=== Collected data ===
□ □ □ □

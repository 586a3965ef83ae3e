//! PayPal Orders API client
//!
//! Every operation performs its own OAuth2 client-credentials exchange.
//! PayPal access tokens are valid for hours, but webhook and checkout
//! traffic is low enough that re-authenticating per call keeps the client
//! stateless and avoids token refresh bookkeeping.

use serde::Deserialize;
use serde_json::json;

use crate::error::{PaymentError, PaymentResult};

/// Which PayPal environment to call
#[derive(Debug, Clone, Copy, PartialEq, Eq)]
pub enum PayPalMode {
    Sandbox,
    Live,
}

impl PayPalMode {
    /// Parse the `PAYPAL_MODE` setting. Anything other than `live` is
    /// treated as sandbox so a misconfigured flag cannot hit production.
    pub fn from_mode_str(value: &str) -> Self {
        match value.trim().to_ascii_lowercase().as_str() {
            "live" => Self::Live,
            _ => Self::Sandbox,
        }
    }

    pub fn base_url(&self) -> &'static str {
        match self {
            Self::Sandbox => "https://api-m.sandbox.paypal.com",
            Self::Live => "https://api-m.paypal.com",
        }
    }
}

/// PayPal credentials for one resolved scope
#[derive(Debug, Clone)]
pub struct PayPalConfig {
    pub client_id: String,
    pub client_secret: String,
    pub mode: PayPalMode,
}

/// Outcome of an order capture
#[derive(Debug, Clone)]
pub struct CaptureOutcome {
    pub status: String,
    pub details: serde_json::Value,
}

impl CaptureOutcome {
    pub fn completed(&self) -> bool {
        self.status == "COMPLETED"
    }
}

/// Webhook event envelope as delivered by PayPal
#[derive(Debug, Clone, Deserialize)]
pub struct PayPalWebhookEvent {
    #[serde(default)]
    pub id: Option<String>,
    pub event_type: String,
    #[serde(default)]
    pub resource: serde_json::Value,
}

#[derive(Debug, Deserialize)]
struct TokenResponse {
    access_token: String,
}

#[derive(Debug, Deserialize)]
struct OrderResponse {
    id: String,
}

#[derive(Debug, Deserialize)]
struct CaptureResponse {
    #[serde(default)]
    status: String,
    #[serde(flatten)]
    rest: serde_json::Value,
}

/// PayPal REST client
#[derive(Clone)]
pub struct PayPalClient {
    http: reqwest::Client,
    base_url: String,
    config: PayPalConfig,
}

impl PayPalClient {
    pub fn new(config: PayPalConfig) -> Self {
        let base_url = config.mode.base_url().to_string();
        Self {
            http: reqwest::Client::new(),
            base_url,
            config,
        }
    }

    #[cfg(test)]
    fn with_base_url(config: PayPalConfig, base_url: String) -> Self {
        Self {
            http: reqwest::Client::new(),
            base_url,
            config,
        }
    }

    /// Exchange client credentials for a short-lived access token
    async fn access_token(&self) -> PaymentResult<String> {
        let response = self
            .http
            .post(format!("{}/v1/oauth2/token", self.base_url))
            .basic_auth(&self.config.client_id, Some(&self.config.client_secret))
            .form(&[("grant_type", "client_credentials")])
            .send()
            .await
            .map_err(|e| PaymentError::upstream("paypal", e.to_string()))?;

        if !response.status().is_success() {
            let status = response.status();
            tracing::error!(status = %status, "PayPal token exchange failed");
            return Err(PaymentError::upstream(
                "paypal",
                format!("token exchange returned {status}"),
            ));
        }

        let token: TokenResponse = response
            .json()
            .await
            .map_err(|e| PaymentError::upstream("paypal", e.to_string()))?;
        Ok(token.access_token)
    }

    /// Create a CAPTURE-intent order for the given amount.
    ///
    /// `value` is the decimal major-unit string PayPal expects, e.g. "45.00".
    pub async fn create_order(&self, value: &str, currency_code: &str) -> PaymentResult<String> {
        let token = self.access_token().await?;

        let body = json!({
            "intent": "CAPTURE",
            "purchase_units": [{
                "amount": {
                    "currency_code": currency_code,
                    "value": value,
                }
            }]
        });

        let response = self
            .http
            .post(format!("{}/v2/checkout/orders", self.base_url))
            .bearer_auth(&token)
            .json(&body)
            .send()
            .await
            .map_err(|e| PaymentError::upstream("paypal", e.to_string()))?;

        if !response.status().is_success() {
            let status = response.status();
            let body = response.text().await.unwrap_or_default();
            tracing::error!(status = %status, body = %body, "PayPal order creation failed");
            return Err(PaymentError::upstream(
                "paypal",
                format!("order creation returned {status}"),
            ));
        }

        let order: OrderResponse = response
            .json()
            .await
            .map_err(|e| PaymentError::upstream("paypal", e.to_string()))?;

        tracing::info!(order_id = %order.id, "Created PayPal order");
        Ok(order.id)
    }

    /// Capture a previously created order
    pub async fn capture_order(&self, order_id: &str) -> PaymentResult<CaptureOutcome> {
        let token = self.access_token().await?;

        let response = self
            .http
            .post(format!(
                "{}/v2/checkout/orders/{}/capture",
                self.base_url, order_id
            ))
            .bearer_auth(&token)
            .header("Content-Type", "application/json")
            .send()
            .await
            .map_err(|e| PaymentError::upstream("paypal", e.to_string()))?;

        if !response.status().is_success() {
            let status = response.status();
            let body = response.text().await.unwrap_or_default();
            tracing::error!(
                status = %status,
                body = %body,
                order_id = %order_id,
                "PayPal order capture failed"
            );
            return Err(PaymentError::upstream(
                "paypal",
                format!("order capture returned {status}"),
            ));
        }

        let capture: CaptureResponse = response
            .json()
            .await
            .map_err(|e| PaymentError::upstream("paypal", e.to_string()))?;

        tracing::info!(
            order_id = %order_id,
            status = %capture.status,
            "Captured PayPal order"
        );

        let mut details = capture.rest;
        if let Some(object) = details.as_object_mut() {
            object.insert("status".to_string(), json!(capture.status));
        }
        Ok(CaptureOutcome {
            status: capture.status,
            details,
        })
    }
}

#[cfg(test)]
#[allow(clippy::unwrap_used, clippy::expect_used)]
mod tests {
    use super::*;
    use mockito::Matcher;

    fn test_config() -> PayPalConfig {
        PayPalConfig {
            client_id: "client".to_string(),
            client_secret: "secret".to_string(),
            mode: PayPalMode::Sandbox,
        }
    }

    async fn mock_token(server: &mut mockito::Server) -> mockito::Mock {
        server
            .mock("POST", "/v1/oauth2/token")
            .match_body(Matcher::UrlEncoded(
                "grant_type".into(),
                "client_credentials".into(),
            ))
            .with_status(200)
            .with_header("content-type", "application/json")
            .with_body(r#"{"access_token":"A21.token","token_type":"Bearer","expires_in":32400}"#)
            .create_async()
            .await
    }

    #[test]
    fn mode_selects_base_url() {
        assert_eq!(
            PayPalMode::from_mode_str("live").base_url(),
            "https://api-m.paypal.com"
        );
        assert_eq!(
            PayPalMode::from_mode_str("sandbox").base_url(),
            "https://api-m.sandbox.paypal.com"
        );
        assert_eq!(PayPalMode::from_mode_str("LIVE"), PayPalMode::Live);
        assert_eq!(PayPalMode::from_mode_str("anything"), PayPalMode::Sandbox);
        assert_eq!(PayPalMode::from_mode_str(""), PayPalMode::Sandbox);
    }

    #[test]
    fn capture_outcome_completed_only_for_completed_status() {
        let done = CaptureOutcome {
            status: "COMPLETED".to_string(),
            details: serde_json::Value::Null,
        };
        let declined = CaptureOutcome {
            status: "DECLINED".to_string(),
            details: serde_json::Value::Null,
        };
        assert!(done.completed());
        assert!(!declined.completed());
    }

    #[test]
    fn webhook_event_parses_capture_resource() {
        let event: PayPalWebhookEvent = serde_json::from_str(
            r#"{
                "id": "WH-123",
                "event_type": "PAYMENT.CAPTURE.COMPLETED",
                "resource": {
                    "id": "CAP123",
                    "amount": {"currency_code": "USD", "value": "45.00"},
                    "payer": {"email_address": "jane@x.com"}
                }
            }"#,
        )
        .unwrap();
        assert_eq!(event.event_type, "PAYMENT.CAPTURE.COMPLETED");
        assert_eq!(event.resource["id"], "CAP123");
        assert_eq!(event.resource["payer"]["email_address"], "jane@x.com");
    }

    #[tokio::test]
    async fn create_order_exchanges_token_then_posts_order() {
        let mut server = mockito::Server::new_async().await;
        let token_mock = mock_token(&mut server).await;
        let order_mock = server
            .mock("POST", "/v2/checkout/orders")
            .match_header("authorization", "Bearer A21.token")
            .match_body(Matcher::PartialJson(serde_json::json!({
                "intent": "CAPTURE",
                "purchase_units": [{"amount": {"currency_code": "USD", "value": "45.00"}}]
            })))
            .with_status(201)
            .with_header("content-type", "application/json")
            .with_body(r#"{"id":"ORDER123","status":"CREATED"}"#)
            .create_async()
            .await;

        let client = PayPalClient::with_base_url(test_config(), server.url());
        let order_id = client.create_order("45.00", "USD").await.unwrap();
        assert_eq!(order_id, "ORDER123");
        token_mock.assert_async().await;
        order_mock.assert_async().await;
    }

    #[tokio::test]
    async fn capture_order_reports_completed_status() {
        let mut server = mockito::Server::new_async().await;
        mock_token(&mut server).await;
        server
            .mock("POST", "/v2/checkout/orders/ORDER123/capture")
            .match_header("authorization", "Bearer A21.token")
            .with_status(201)
            .with_header("content-type", "application/json")
            .with_body(
                r#"{"id":"ORDER123","status":"COMPLETED","payer":{"email_address":"jane@x.com"}}"#,
            )
            .create_async()
            .await;

        let client = PayPalClient::with_base_url(test_config(), server.url());
        let outcome = client.capture_order("ORDER123").await.unwrap();
        assert!(outcome.completed());
        assert_eq!(outcome.details["payer"]["email_address"], "jane@x.com");
        assert_eq!(outcome.details["status"], "COMPLETED");
    }

    #[tokio::test]
    async fn failed_token_exchange_maps_to_upstream() {
        let mut server = mockito::Server::new_async().await;
        server
            .mock("POST", "/v1/oauth2/token")
            .with_status(401)
            .with_body(r#"{"error":"invalid_client"}"#)
            .create_async()
            .await;

        let client = PayPalClient::with_base_url(test_config(), server.url());
        let err = client.create_order("45.00", "USD").await.unwrap_err();
        match err {
            PaymentError::Upstream { provider, .. } => assert_eq!(provider, "paypal"),
            other => panic!("expected Upstream, got {other:?}"),
        }
    }

    #[tokio::test]
    async fn capture_failure_maps_to_upstream() {
        let mut server = mockito::Server::new_async().await;
        mock_token(&mut server).await;
        server
            .mock("POST", "/v2/checkout/orders/ORDER123/capture")
            .with_status(422)
            .with_body(r#"{"name":"UNPROCESSABLE_ENTITY"}"#)
            .create_async()
            .await;

        let client = PayPalClient::with_base_url(test_config(), server.url());
        let err = client.capture_order("ORDER123").await.unwrap_err();
        assert!(matches!(err, PaymentError::Upstream { .. }));
    }
}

□ □ □ □

=== Task prompt ===
Your reply must contain exactly the lines from the first line of the data through the line holding "cannot hit production.", and nothing more.

=== The answer ===
repository 586a3965ef83ae3e
//! PayPal Orders API client
//!
//! Every operation performs its own OAuth2 client-credentials exchange.
//! PayPal access tokens are valid for hours, but webhook and checkout
//! traffic is low enough that re-authenticating per call keeps the client
//! stateless and avoids token refresh bookkeeping.

use serde::Deserialize;
use serde_json::json;

use crate::error::{PaymentError, PaymentResult};

/// Which PayPal environment to call
#[derive(Debug, Clone, Copy, PartialEq, Eq)]
pub enum PayPalMode {
    Sandbox,
    Live,
}

impl PayPalMode {
    /// Parse the `PAYPAL_MODE` setting. Anything other than `live` is
    /// treated as sandbox so a misconfigured flag cannot hit production.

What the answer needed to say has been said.